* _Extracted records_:
//! Unit tests for botship components, run against an in-memory remote

#[path = "../common/mod.rs"]
mod common;

mod test_deployer;
mod test_lock;
mod test_state;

* _What you have to do_:
With the line containing "mod common;" as the first, output each line through the final line of the entries above, exactly.

* _Written answer_:
mod common;

mod test_deployer;
mod test_lock;
mod test_state;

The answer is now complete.